» Directions for this task
Say the number of lines in the records below that hold the word "does", and only that number.
───── Excerpted records ─────
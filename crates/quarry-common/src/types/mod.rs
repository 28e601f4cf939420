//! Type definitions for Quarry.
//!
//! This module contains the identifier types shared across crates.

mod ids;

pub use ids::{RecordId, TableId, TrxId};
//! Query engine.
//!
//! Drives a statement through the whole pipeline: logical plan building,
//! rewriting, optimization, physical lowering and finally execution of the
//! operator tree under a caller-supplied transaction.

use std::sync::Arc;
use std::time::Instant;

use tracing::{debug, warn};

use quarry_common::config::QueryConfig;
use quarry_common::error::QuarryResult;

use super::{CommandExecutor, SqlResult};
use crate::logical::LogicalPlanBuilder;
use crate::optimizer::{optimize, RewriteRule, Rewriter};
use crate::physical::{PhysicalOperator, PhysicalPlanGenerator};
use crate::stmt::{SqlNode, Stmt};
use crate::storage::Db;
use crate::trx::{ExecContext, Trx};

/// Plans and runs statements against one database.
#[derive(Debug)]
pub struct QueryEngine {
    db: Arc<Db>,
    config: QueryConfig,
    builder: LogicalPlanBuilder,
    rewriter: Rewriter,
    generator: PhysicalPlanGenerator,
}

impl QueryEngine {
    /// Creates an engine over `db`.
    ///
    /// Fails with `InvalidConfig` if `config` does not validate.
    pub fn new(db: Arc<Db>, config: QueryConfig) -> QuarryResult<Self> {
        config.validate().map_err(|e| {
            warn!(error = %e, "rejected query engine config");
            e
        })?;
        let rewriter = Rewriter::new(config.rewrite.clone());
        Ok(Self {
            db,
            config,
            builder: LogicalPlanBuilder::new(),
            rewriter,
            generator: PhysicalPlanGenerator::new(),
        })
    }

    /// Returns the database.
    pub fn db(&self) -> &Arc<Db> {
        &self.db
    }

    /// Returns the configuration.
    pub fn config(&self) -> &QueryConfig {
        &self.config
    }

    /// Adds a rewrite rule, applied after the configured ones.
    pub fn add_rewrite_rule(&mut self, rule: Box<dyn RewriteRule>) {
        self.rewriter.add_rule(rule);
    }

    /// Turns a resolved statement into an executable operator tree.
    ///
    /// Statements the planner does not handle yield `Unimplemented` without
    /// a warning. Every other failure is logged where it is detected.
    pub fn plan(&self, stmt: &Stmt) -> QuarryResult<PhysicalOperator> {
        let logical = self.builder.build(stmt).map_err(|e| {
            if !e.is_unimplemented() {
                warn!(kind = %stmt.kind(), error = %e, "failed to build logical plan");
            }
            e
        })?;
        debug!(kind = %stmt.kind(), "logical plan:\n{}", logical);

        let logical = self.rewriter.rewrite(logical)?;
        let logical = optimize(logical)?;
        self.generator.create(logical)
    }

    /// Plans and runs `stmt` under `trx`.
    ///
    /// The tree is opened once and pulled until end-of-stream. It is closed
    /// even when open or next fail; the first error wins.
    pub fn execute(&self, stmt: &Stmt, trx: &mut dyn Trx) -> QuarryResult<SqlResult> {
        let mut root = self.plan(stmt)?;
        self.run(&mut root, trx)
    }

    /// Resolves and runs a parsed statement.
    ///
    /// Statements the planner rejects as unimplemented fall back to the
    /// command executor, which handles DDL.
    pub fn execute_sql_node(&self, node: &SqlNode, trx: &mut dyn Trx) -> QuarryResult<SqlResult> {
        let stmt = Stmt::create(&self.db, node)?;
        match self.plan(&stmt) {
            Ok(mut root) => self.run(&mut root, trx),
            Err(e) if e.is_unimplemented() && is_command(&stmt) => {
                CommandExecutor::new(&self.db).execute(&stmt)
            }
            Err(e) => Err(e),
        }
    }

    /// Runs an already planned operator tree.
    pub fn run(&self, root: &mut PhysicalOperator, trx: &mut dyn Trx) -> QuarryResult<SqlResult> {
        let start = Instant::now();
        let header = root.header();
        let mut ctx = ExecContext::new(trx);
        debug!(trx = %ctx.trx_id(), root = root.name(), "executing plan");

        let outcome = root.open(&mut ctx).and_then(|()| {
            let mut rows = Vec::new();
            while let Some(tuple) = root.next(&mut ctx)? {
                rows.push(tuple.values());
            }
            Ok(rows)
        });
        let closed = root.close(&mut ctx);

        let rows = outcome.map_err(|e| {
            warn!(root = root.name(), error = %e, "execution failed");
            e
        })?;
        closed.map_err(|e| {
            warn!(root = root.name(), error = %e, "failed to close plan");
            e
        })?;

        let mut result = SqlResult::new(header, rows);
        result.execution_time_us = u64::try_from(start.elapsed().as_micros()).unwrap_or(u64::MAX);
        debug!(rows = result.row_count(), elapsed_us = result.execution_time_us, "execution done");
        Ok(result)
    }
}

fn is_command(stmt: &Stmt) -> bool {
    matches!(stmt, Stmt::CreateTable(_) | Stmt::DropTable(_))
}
─────
───── Excerpted records ─────
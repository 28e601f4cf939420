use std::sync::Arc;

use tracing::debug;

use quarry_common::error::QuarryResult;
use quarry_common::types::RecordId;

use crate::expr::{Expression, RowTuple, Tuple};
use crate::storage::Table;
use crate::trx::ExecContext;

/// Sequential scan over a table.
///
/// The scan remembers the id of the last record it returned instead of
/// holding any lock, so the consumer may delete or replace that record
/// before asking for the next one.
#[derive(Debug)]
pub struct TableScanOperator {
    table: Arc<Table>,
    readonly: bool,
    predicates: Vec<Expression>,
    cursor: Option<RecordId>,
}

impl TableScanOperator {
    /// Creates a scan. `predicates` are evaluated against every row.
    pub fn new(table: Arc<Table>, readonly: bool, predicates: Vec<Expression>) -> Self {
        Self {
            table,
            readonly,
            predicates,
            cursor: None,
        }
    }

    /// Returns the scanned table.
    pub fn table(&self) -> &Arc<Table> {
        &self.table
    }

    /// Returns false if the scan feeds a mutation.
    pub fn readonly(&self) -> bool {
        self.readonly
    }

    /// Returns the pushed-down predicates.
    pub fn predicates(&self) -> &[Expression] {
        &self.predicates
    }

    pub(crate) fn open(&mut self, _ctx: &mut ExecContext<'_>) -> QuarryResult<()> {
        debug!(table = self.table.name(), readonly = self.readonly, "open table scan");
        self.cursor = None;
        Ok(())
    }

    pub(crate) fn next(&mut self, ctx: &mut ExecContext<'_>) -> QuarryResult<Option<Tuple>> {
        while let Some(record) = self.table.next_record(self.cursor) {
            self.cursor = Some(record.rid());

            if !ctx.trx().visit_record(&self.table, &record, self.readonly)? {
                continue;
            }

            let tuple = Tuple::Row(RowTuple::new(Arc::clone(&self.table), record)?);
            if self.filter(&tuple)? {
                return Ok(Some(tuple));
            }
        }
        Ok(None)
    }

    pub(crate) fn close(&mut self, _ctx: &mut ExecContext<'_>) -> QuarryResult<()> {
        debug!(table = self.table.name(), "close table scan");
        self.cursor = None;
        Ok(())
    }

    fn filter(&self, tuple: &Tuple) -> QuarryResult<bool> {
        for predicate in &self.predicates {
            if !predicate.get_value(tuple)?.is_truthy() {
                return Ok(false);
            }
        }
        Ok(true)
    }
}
─────
» Exercise solution
2